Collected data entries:
= = = =

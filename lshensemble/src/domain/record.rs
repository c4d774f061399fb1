// Licensed to the Apache Software Foundation (ASF) under one
// or more contributor license agreements.  See the NOTICE file
// distributed with this work for additional information
// regarding copyright ownership.  The ASF licenses this file
// to you under the Apache License, Version 2.0 (the
// "License"); you may not use this file except in compliance
// with the License.  You may obtain a copy of the License at
//
//   http://www.apache.org/licenses/LICENSE-2.0
//
// Unless required by applicable law or agreed to in writing,
// software distributed under the License is distributed on an
// "AS IS" BASIS, WITHOUT WARRANTIES OR CONDITIONS OF ANY
// KIND, either express or implied.  See the License for the
// specific language governing permissions and limitations
// under the License.

use crate::minhash::Signature;

/// A domain: a key, the cardinality of its set, and the set's signature.
#[derive(Debug, Clone, PartialEq, Eq)]
pub struct DomainRecord {
    pub(super) key: String,
    pub(super) size: usize,
    pub(super) signature: Signature,
}

impl DomainRecord {
    /// Creates a domain record.
    pub fn new(key: impl Into<String>, size: usize, signature: Signature) -> Self {
        DomainRecord {
            key: key.into(),
            size,
            signature,
        }
    }

    /// Returns the domain key.
    pub fn key(&self) -> &str {
        &self.key
    }

    /// Returns the number of distinct values in the domain.
    pub fn size(&self) -> usize {
        self.size
    }

    /// Returns the domain's MinHash signature.
    pub fn signature(&self) -> &Signature {
        &self.signature
    }

    /// Consumes the record and returns its key, size and signature.
    pub fn into_parts(self) -> (String, usize, Signature) {
        (self.key, self.size, self.signature)
    }
}

/// Ordering and range selection of domains by size.
///
/// # Examples
///
/// ```
/// # use lshensemble::domain::BySize;
/// # use lshensemble::domain::DomainRecord;
/// # use lshensemble::minhash::Signature;
/// let mut domains: Vec<DomainRecord> = [20, 5, 1, 9, 5]
///     .into_iter()
///     .enumerate()
///     .map(|(i, size)| DomainRecord::new(format!("d{i}"), size, Signature::zeroed(4)))
///     .collect();
/// domains.sort_by_size();
/// let sizes: Vec<usize> = domains.subset(5, 9).iter().map(|d| d.size()).collect();
/// assert_eq!(sizes, vec![5, 5, 9]);
/// ```
pub trait BySize {
    /// Sorts domains by size, ascending. Ties are left in no particular order.
    fn sort_by_size(&mut self);

    /// Returns true if the domains are sorted by size, ascending.
    fn is_sorted_by_size(&self) -> bool;

    /// Returns the contiguous run of domains with a size in `[lower, upper]`.
    ///
    /// # Panics
    ///
    /// Panics if the domains are not sorted by size, or if no domain falls in the range. Both are
    /// caller bugs: the range is expected to be known non-empty.
    fn subset(&self, lower: usize, upper: usize) -> &[DomainRecord];
}

impl BySize for [DomainRecord] {
    fn sort_by_size(&mut self) {
        self.sort_unstable_by_key(|d| d.size);
    }

    fn is_sorted_by_size(&self) -> bool {
        self.is_sorted_by_key(|d| d.size)
    }

    fn subset(&self, lower: usize, upper: usize) -> &[DomainRecord] {
        assert!(self.is_sorted_by_size(), "domains must be sorted by size first");
        let start = self.partition_point(|d| d.size < lower);
        let end = self.partition_point(|d| d.size <= upper);
        assert!(start < end, "no domain has a size in [{lower}, {upper}]");
        &self[start..end]
    }
}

= = = =

:: WHAT YOU ARE ASKED TO DO ::
Having read the records above, print them out again exactly.

:: WRITTEN RESPONSE ::
filename lshensemble/src/domain/record.rs
repository c4d774f061399fb1
// Licensed to the Apache Software Foundation (ASF) under one
// or more contributor license agreements.  See the NOTICE file
// distributed with this work for additional information
// regarding copyright ownership.  The ASF licenses this file
// to you under the Apache License, Version 2.0 (the
// "License"); you may not use this file except in compliance
// with the License.  You may obtain a copy of the License at
//
//   http://www.apache.org/licenses/LICENSE-2.0
//
// Unless required by applicable law or agreed to in writing,
// software distributed under the License is distributed on an
// "AS IS" BASIS, WITHOUT WARRANTIES OR CONDITIONS OF ANY
// KIND, either express or implied.  See the License for the
// specific language governing permissions and limitations
// under the License.

use crate::minhash::Signature;

/// A domain: a key, the cardinality of its set, and the set's signature.
#[derive(Debug, Clone, PartialEq, Eq)]
pub struct DomainRecord {
    pub(super) key: String,
    pub(super) size: usize,
    pub(super) signature: Signature,
}

impl DomainRecord {
    /// Creates a domain record.
    pub fn new(key: impl Into<String>, size: usize, signature: Signature) -> Self {
        DomainRecord {
            key: key.into(),
            size,
            signature,
        }
    }

    /// Returns the domain key.
    pub fn key(&self) -> &str {
        &self.key
    }

    /// Returns the number of distinct values in the domain.
    pub fn size(&self) -> usize {
        self.size
    }

    /// Returns the domain's MinHash signature.
    pub fn signature(&self) -> &Signature {
        &self.signature
    }

    /// Consumes the record and returns its key, size and signature.
    pub fn into_parts(self) -> (String, usize, Signature) {
        (self.key, self.size, self.signature)
    }
}

/// Ordering and range selection of domains by size.
///
/// # Examples
///
/// ```
/// # use lshensemble::domain::BySize;
/// # use lshensemble::domain::DomainRecord;
/// # use lshensemble::minhash::Signature;
/// let mut domains: Vec<DomainRecord> = [20, 5, 1, 9, 5]
///     .into_iter()
///     .enumerate()
///     .map(|(i, size)| DomainRecord::new(format!("d{i}"), size, Signature::zeroed(4)))
///     .collect();
/// domains.sort_by_size();
/// let sizes: Vec<usize> = domains.subset(5, 9).iter().map(|d| d.size()).collect();
/// assert_eq!(sizes, vec![5, 5, 9]);
/// ```
pub trait BySize {
    /// Sorts domains by size, ascending. Ties are left in no particular order.
    fn sort_by_size(&mut self);

    /// Returns true if the domains are sorted by size, ascending.
    fn is_sorted_by_size(&self) -> bool;

    /// Returns the contiguous run of domains with a size in `[lower, upper]`.
    ///
    /// # Panics
    ///
    /// Panics if the domains are not sorted by size, or if no domain falls in the range. Both are
    /// caller bugs: the range is expected to be known non-empty.
    fn subset(&self, lower: usize, upper: usize) -> &[DomainRecord];
}

impl BySize for [DomainRecord] {
    fn sort_by_size(&mut self) {
        self.sort_unstable_by_key(|d| d.size);
    }

    fn is_sorted_by_size(&self) -> bool {
        self.is_sorted_by_key(|d| d.size)
    }

    fn subset(&self, lower: usize, upper: usize) -> &[DomainRecord] {
        assert!(self.is_sorted_by_size(), "domains must be sorted by size first");
        let start = self.partition_point(|d| d.size < lower);
        let end = self.partition_point(|d| d.size <= upper);
        assert!(start < end, "no domain has a size in [{lower}, {upper}]");
        &self[start..end]
    }
}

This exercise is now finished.